*TASK GOAL*
Report each line from the entries in which "text" can be found.

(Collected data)

▽

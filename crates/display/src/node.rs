//! For the position of a call within the tree being displayed.
//!
//! A [`DisplayNode`] borrows its call and shares a link to the display node of
//! the calling frame. The links form a chain up to the root, walked when
//! composing the indentation of a line.

use std::{iter, rc::Rc, slice};

use calltree_types::CallNode;
use log::trace;

use crate::{
    glyph::{INDENT_BAR, INDENT_BLANK, LAST_CONNECTOR, MIDDLE_CONNECTOR},
    title::{title, DisplayError},
};

/// A call plus what is needed to draw it at its place in the tree.
#[derive(Debug)]
pub struct DisplayNode<'a> {
    call: &'a CallNode,
    parent: Option<Rc<DisplayNode<'a>>>,
    is_last: bool,
}

impl<'a> DisplayNode<'a> {
    /// Walks the tree in pre-order (call before the calls it made).
    ///
    /// Can be called again on the same root to start over.
    pub fn make_tree(root: &'a CallNode) -> CallTreeIter<'a> {
        CallTreeIter {
            root: Some(root),
            frames: vec![],
        }
    }

    pub fn call(&self) -> &'a CallNode {
        self.call
    }

    /// Display node of the calling frame. None for the root.
    pub fn parent(&self) -> Option<&DisplayNode<'a>> {
        self.parent.as_deref()
    }

    /// Whether this is the final call made by its parent. Not meaningful for the root.
    pub fn is_last(&self) -> bool {
        self.is_last
    }

    pub fn is_root(&self) -> bool {
        self.parent.is_none()
    }

    pub fn depth(&self) -> usize {
        self.call.depth
    }

    pub fn title(&self) -> Result<String, DisplayError> {
        title(self.call)
    }

    /// Parent, grandparent and so on, ending with the root.
    pub fn ancestors(&self) -> impl Iterator<Item = &DisplayNode<'a>> {
        iter::successors(self.parent(), |node| node.parent())
    }

    /// One line of the text tree.
    ///
    /// The root is the bare title. Other calls get a connector, preceded by one
    /// indentation block for every ancestor below the root.
    pub fn render(&self) -> Result<String, DisplayError> {
        let title = self.title()?;
        if self.is_root() {
            return Ok(title);
        }
        let connector = match self.is_last {
            true => LAST_CONNECTOR,
            false => MIDDLE_CONNECTOR,
        };
        let indent: Vec<&str> = self
            .ancestors()
            .filter(|ancestor| !ancestor.is_root())
            .map(|ancestor| match ancestor.is_last {
                true => INDENT_BLANK,
                false => INDENT_BAR,
            })
            .collect();

        let mut line: String = indent.into_iter().rev().collect();
        line.push_str(connector);
        line.push(' ');
        line.push_str(&title);
        Ok(line)
    }
}

/// A call that made calls, and the calls not yet reached.
#[derive(Debug)]
struct Frame<'a> {
    node: Rc<DisplayNode<'a>>,
    children: iter::Enumerate<slice::Iter<'a, CallNode>>,
    count: usize,
}

/// Lazy pre-order walk over a call tree.
///
/// A display node is only created when it is reached. One frame is kept per
/// level of the current path, and only for calls that made calls.
#[derive(Debug)]
pub struct CallTreeIter<'a> {
    root: Option<&'a CallNode>,
    frames: Vec<Frame<'a>>,
}

impl<'a> CallTreeIter<'a> {
    fn emit(
        &mut self,
        call: &'a CallNode,
        parent: Option<Rc<DisplayNode<'a>>>,
        is_last: bool,
    ) -> Rc<DisplayNode<'a>> {
        trace!(
            "Call tree node at depth {} with {} children",
            call.depth,
            call.children.len()
        );
        let node = Rc::new(DisplayNode {
            call,
            parent,
            is_last,
        });
        if !call.children.is_empty() {
            self.frames.push(Frame {
                node: Rc::clone(&node),
                children: call.children.iter().enumerate(),
                count: call.children.len(),
            });
        }
        node
    }
}

impl<'a> Iterator for CallTreeIter<'a> {
    type Item = Rc<DisplayNode<'a>>;

    fn next(&mut self) -> Option<Self::Item> {
        if let Some(root) = self.root.take() {
            return Some(self.emit(root, None, false));
        }
        loop {
            let frame = self.frames.last_mut()?;
            match frame.children.next() {
                Some((index, child)) => {
                    let position = index + 1;
                    let is_last = position == frame.count;
                    let parent = Rc::clone(&frame.node);
                    return Some(self.emit(child, Some(parent), is_last));
                }
                None => {
                    self.frames.pop();
                }
            }
        }
    }
}
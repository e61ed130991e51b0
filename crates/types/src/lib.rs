pub mod call;

pub use call::{CallNode, CallType, TypesError};
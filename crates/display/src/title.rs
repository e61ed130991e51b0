//! For the single line label of a call, independent of its place in the tree.

use calltree_types::CallNode;
use ethers::{types::Address, utils::to_checksum};
use thiserror::Error;

/// Number of bytes in an account address.
pub const ADDRESS_LENGTH: usize = 20;

#[derive(Debug, Error, PartialEq)]
pub enum DisplayError {
    #[error("Address must be 20 bytes, got {length}")]
    AddressLength { length: usize },
}

/// Mixed-case (EIP-55) hex string for raw address bytes.
pub fn checksum_address(bytes: &[u8]) -> Result<String, DisplayError> {
    if bytes.len() != ADDRESS_LENGTH {
        return Err(DisplayError::AddressLength {
            length: bytes.len(),
        });
    }
    Ok(to_checksum(&Address::from_slice(bytes), None))
}

/// Label for a call. E.g., `CALL: 0x5aAe...eAed.<a9059cbb> [21000 gas]`.
///
/// The selector suffix is only present when there is calldata. Calldata shorter than
/// a selector is shown as is.
pub fn title(call: &CallNode) -> Result<String, DisplayError> {
    let mnemonic = call.call_type.mnemonic();
    let address = checksum_address(&call.address)?;
    let cost = call.gas_cost;
    Ok(match call.calldata.is_empty() {
        true => format!("{mnemonic}: {address} [{cost} gas]"),
        false => {
            let selector = hex::encode(call.selector());
            format!("{mnemonic}: {address}.<{selector}> [{cost} gas]")
        }
    })
}

#[cfg(test)]
mod test {
    use calltree_types::CallType;
    use ethers::types::Bytes;

    use super::*;

    fn address(last: u8) -> Vec<u8> {
        let mut bytes = vec![0u8; ADDRESS_LENGTH];
        bytes[ADDRESS_LENGTH - 1] = last;
        bytes
    }

    #[test]
    fn test_checksum_address() {
        let bytes = hex::decode("5aaeb6053f3e94c9b9a09f33669435e7ef1beaed").unwrap();
        assert_eq!(
            checksum_address(&bytes).unwrap(),
            "0x5aAeb6053F3E94C9b9A09f33669435E7Ef1BeAed"
        );
    }

    #[test]
    fn test_checksum_address_wrong_length() {
        assert_eq!(
            checksum_address(&[0u8; 19]),
            Err(DisplayError::AddressLength { length: 19 })
        );
        assert_eq!(
            checksum_address(&[0u8; 32]),
            Err(DisplayError::AddressLength { length: 32 })
        );
        assert_eq!(
            checksum_address(&[]),
            Err(DisplayError::AddressLength { length: 0 })
        );
    }

    #[test]
    fn test_title_static_no_calldata() {
        let call = CallNode::new(CallType::Static, address(1), Bytes::default(), 21000);
        assert_eq!(
            title(&call).unwrap(),
            "STATICCALL: 0x0000000000000000000000000000000000000001 [21000 gas]"
        );
    }

    #[test]
    fn test_title_mutable_with_selector() {
        let calldata = hex::decode("a9059cbb000000000000000000000000").unwrap();
        let call = CallNode::new(CallType::Mutable, address(2), calldata, 50);
        assert_eq!(
            title(&call).unwrap(),
            "CALL: 0x0000000000000000000000000000000000000002.<a9059cbb> [50 gas]"
        );
    }

    #[test]
    fn test_title_exact_selector() {
        let call = CallNode::new(
            CallType::Delegate,
            address(3),
            b"\xde\xad\xbe\xef".to_vec(),
            7,
        );
        assert_eq!(
            title(&call).unwrap(),
            "DELEGATECALL: 0x0000000000000000000000000000000000000003.<deadbeef> [7 gas]"
        );
    }

    #[test]
    fn test_title_short_calldata() {
        let call = CallNode::new(CallType::Internal, address(4), vec![0xabu8, 0xcd], 1);
        assert_eq!(
            title(&call).unwrap(),
            "INTERNALCALL: 0x0000000000000000000000000000000000000004.<abcd> [1 gas]"
        );
    }

    #[test]
    fn test_title_checksummed() {
        let bytes = hex::decode("5aaeb6053f3e94c9b9a09f33669435e7ef1beaed").unwrap();
        let call = CallNode::new(CallType::Mutable, bytes, Bytes::default(), 0);
        assert_eq!(
            title(&call).unwrap(),
            "CALL: 0x5aAeb6053F3E94C9b9A09f33669435E7Ef1BeAed [0 gas]"
        );
    }

    #[test]
    fn test_title_invalid_address() {
        let call = CallNode::new(CallType::Mutable, vec![1u8, 2, 3], Bytes::default(), 0);
        assert_eq!(title(&call), Err(DisplayError::AddressLength { length: 3 }));
    }
}
//! Box-drawing pieces used to compose a line of the tree.

/// Connector for a call that has later siblings.
pub const MIDDLE_CONNECTOR: &str = "├──";
/// Connector for the final call among its siblings.
pub const LAST_CONNECTOR: &str = "└──";
/// Indentation under an ancestor that has later siblings.
pub const INDENT_BAR: &str = "│   ";
/// Indentation under an ancestor that was the final sibling.
pub const INDENT_BLANK: &str = "    ";
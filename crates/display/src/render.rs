//! Whole-tree rendering, one line per call.

use calltree_types::CallNode;
use log::debug;

use crate::{
    node::{CallTreeIter, DisplayNode},
    title::DisplayError,
};

/// Pre-order sequence of display nodes for the tree.
pub fn flatten(root: &CallNode) -> CallTreeIter<'_> {
    DisplayNode::make_tree(root)
}

/// Every line of the text tree, root first.
pub fn render_lines(root: &CallNode) -> Result<Vec<String>, DisplayError> {
    debug!("Rendering call tree with {} calls", root.node_count());
    flatten(root).map(|node| node.render()).collect()
}

/// The text tree as a single newline separated string (no trailing newline).
pub fn render_tree(root: &CallNode) -> Result<String, DisplayError> {
    Ok(render_lines(root)?.join("\n"))
}

/// Only the titles, in the same order as the lines of the tree.
pub fn render_titles(root: &CallNode) -> Result<Vec<String>, DisplayError> {
    debug!("Rendering titles for {} calls", root.node_count());
    flatten(root).map(|node| node.title()).collect()
}
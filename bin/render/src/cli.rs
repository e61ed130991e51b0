//! For Command Line Interface for calltree_render

use std::path::PathBuf;

use clap::{Parser, ValueEnum};

/// Print an EVM call tree as a text tree. Reads JSON from a file, or from stdin if
/// no file is given.
///
/// ```
/// <call tracer> | calltree_render
/// ```
#[derive(Parser, Debug)]
#[command(author, version, about, long_about = None)]
pub struct AppArgs {
    /// JSON file containing the root call of the tree
    pub input: Option<PathBuf>,
    /// File to create with the rendered tree (must not exist already)
    #[clap(short, long)]
    pub output: Option<PathBuf>,
    /// What to print for each call.
    #[clap(long, value_enum, default_value_t = ModeFlag::Tree)]
    pub mode: ModeFlag,
}

/// Different levels of detail for each line.
#[derive(ValueEnum, Clone, Debug, PartialEq)]
pub enum ModeFlag {
    /// Indented tree with box-drawing connectors
    Tree,
    /// Titles only, one per call in tree order
    Titles,
}
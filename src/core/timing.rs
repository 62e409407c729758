// SPDX-License-Identifier: Apache-2.0
// Copyright 2025 beebrx contributors
//
// Licensed under the Apache License, Version 2.0 (the "License");
// you may not use this file except in compliance with the License.
// You may obtain a copy of the License at
//
//     http://www.apache.org/licenses/LICENSE-2.0
//
// Unless required by applicable law or agreed to in writing, software
// distributed under the License is distributed on an "AS IS" BASIS,
// WITHOUT WARRANTIES OR CONDITIONS OF ANY KIND, either express or implied.
// See the License for the specific language governing permissions and
// limitations under the License.

//! Timer wheel
//!
//! A virtual-time wheel of single-shot, cancellable timers. All components
//! share the same wheel so that CPU execution, FDC seek steps and disc
//! rotation advance on one clock.
//!
//! One tick is 0.5 µs of emulated time (a 2 MHz CPU cycle), so one
//! millisecond is 2000 ticks.
//!
//! # Example
//!
//! ```
//! use beebrx::core::timing::TimerWheel;
//!
//! let mut wheel = TimerWheel::new();
//! let id = wheel.register_timer("seek step");
//!
//! wheel.start_timer(id, TimerWheel::ms_to_ticks(4));
//! assert!(wheel.timer_is_running(id));
//!
//! wheel.pending_ticks = 8000;
//! let fired = wheel.run_timers();
//! assert_eq!(fired, vec![id]);
//! ```

/// Tick count type (relative time, 0.5 µs units)
pub type TickCount = u64;

/// Global tick counter type (absolute time since reset)
pub type GlobalTicks = u64;

/// Timer handle (identifier for registered timers)
pub type TimerId = usize;

/// A single registered timer
#[derive(Debug)]
struct Timer {
    /// Timer ID (handle)
    id: TimerId,

    /// Timer name (for debugging)
    name: &'static str,

    /// Absolute expiry time (global ticks)
    expiry: GlobalTicks,

    /// Whether the timer is currently counting down
    running: bool,
}

/// Timer wheel
///
/// Owns every registered timer and advances them against a shared global
/// tick counter. Timers are strictly single-shot: once fired (or stopped)
/// they stay inert until started again.
///
/// # Example
///
/// ```
/// use beebrx::core::timing::TimerWheel;
///
/// let mut wheel = TimerWheel::new();
/// let id = wheel.register_timer("post seek settle");
/// wheel.start_timer(id, 5000);
///
/// // Simulate 5000 CPU cycles
/// wheel.pending_ticks = 5000;
/// let fired = wheel.run_timers();
/// assert_eq!(fired.len(), 1);
/// ```
#[derive(Debug, Default)]
pub struct TimerWheel {
    /// Global tick counter (absolute time since reset)
    pub global_tick_counter: GlobalTicks,

    /// Pending ticks accumulated since the last `run_timers` call
    pub pending_ticks: TickCount,

    /// Registered timers, indexed by handle
    timers: Vec<Timer>,
}

impl TimerWheel {
    /// Create a new, empty timer wheel
    pub fn new() -> Self {
        Self {
            global_tick_counter: 0,
            pending_ticks: 0,
            timers: Vec::new(),
        }
    }

    /// Convert milliseconds of emulated time to wheel ticks
    ///
    /// One tick is 0.5 µs, so 1 ms = 2000 ticks.
    #[inline]
    pub fn ms_to_ticks(ms: u32) -> TickCount {
        TickCount::from(ms) * 2000
    }

    /// Register a new timer and return its handle
    ///
    /// The timer starts out stopped; arm it with [`TimerWheel::start_timer`].
    pub fn register_timer(&mut self, name: &'static str) -> TimerId {
        let id = self.timers.len();
        self.timers.push(Timer {
            id,
            name,
            expiry: 0,
            running: false,
        });
        id
    }

    /// Arm a timer to fire after `ticks` ticks from now
    ///
    /// Restarting an already-running timer replaces its expiry time.
    pub fn start_timer(&mut self, id: TimerId, ticks: TickCount) {
        let now = self.global_tick_counter + self.pending_ticks;
        let timer = &mut self.timers[id];
        timer.expiry = now + ticks;
        timer.running = true;
        log::trace!("timer '{}' armed for +{} ticks", timer.name, ticks);
    }

    /// Stop a timer
    ///
    /// Idempotent: stopping a timer that is not running is a no-op.
    pub fn stop_timer(&mut self, id: TimerId) {
        let timer = &mut self.timers[id];
        if timer.running {
            timer.running = false;
            log::trace!("timer '{}' stopped", timer.name);
        }
    }

    /// Whether a timer is currently armed
    pub fn timer_is_running(&self, id: TimerId) -> bool {
        self.timers[id].running
    }

    /// Advance global time by the pending ticks and collect expired timers
    ///
    /// Fired timers are disarmed before being returned, so a handler may
    /// safely re-arm its own timer. Handles are returned in expiry order.
    pub fn run_timers(&mut self) -> Vec<TimerId> {
        self.global_tick_counter += self.pending_ticks;
        self.pending_ticks = 0;

        let now = self.global_tick_counter;
        let mut fired: Vec<TimerId> = Vec::new();
        for timer in &mut self.timers {
            if timer.running && timer.expiry <= now {
                timer.running = false;
                let late = now - timer.expiry;
                log::trace!("timer '{}' fired ({} ticks late)", timer.name, late);
                fired.push(timer.id);
            }
        }

        fired.sort_by_key(|&id| self.timers[id].expiry);
        fired
    }

    /// Ticks until the next armed timer expires, if any
    ///
    /// The main loop uses this to bound how far the CPU may run before the
    /// wheel has to be serviced again.
    pub fn ticks_to_next_expiry(&self) -> Option<TickCount> {
        let now = self.global_tick_counter + self.pending_ticks;
        self.timers
            .iter()
            .filter(|t| t.running)
            .map(|t| t.expiry.saturating_sub(now))
            .min()
    }

    /// Reset the wheel: zero the clock and disarm every timer
    pub fn reset(&mut self) {
        self.global_tick_counter = 0;
        self.pending_ticks = 0;
        for timer in &mut self.timers {
            timer.running = false;
            timer.expiry = 0;
        }
    }
}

△

*THE ANSWER*
    /// One line of the text tree.
/// Every line of the text tree, root first.
/// The text tree as a single newline separated string (no trailing newline).
/// Print an EVM call tree as a text tree. Reads JSON from a file, or from stdin if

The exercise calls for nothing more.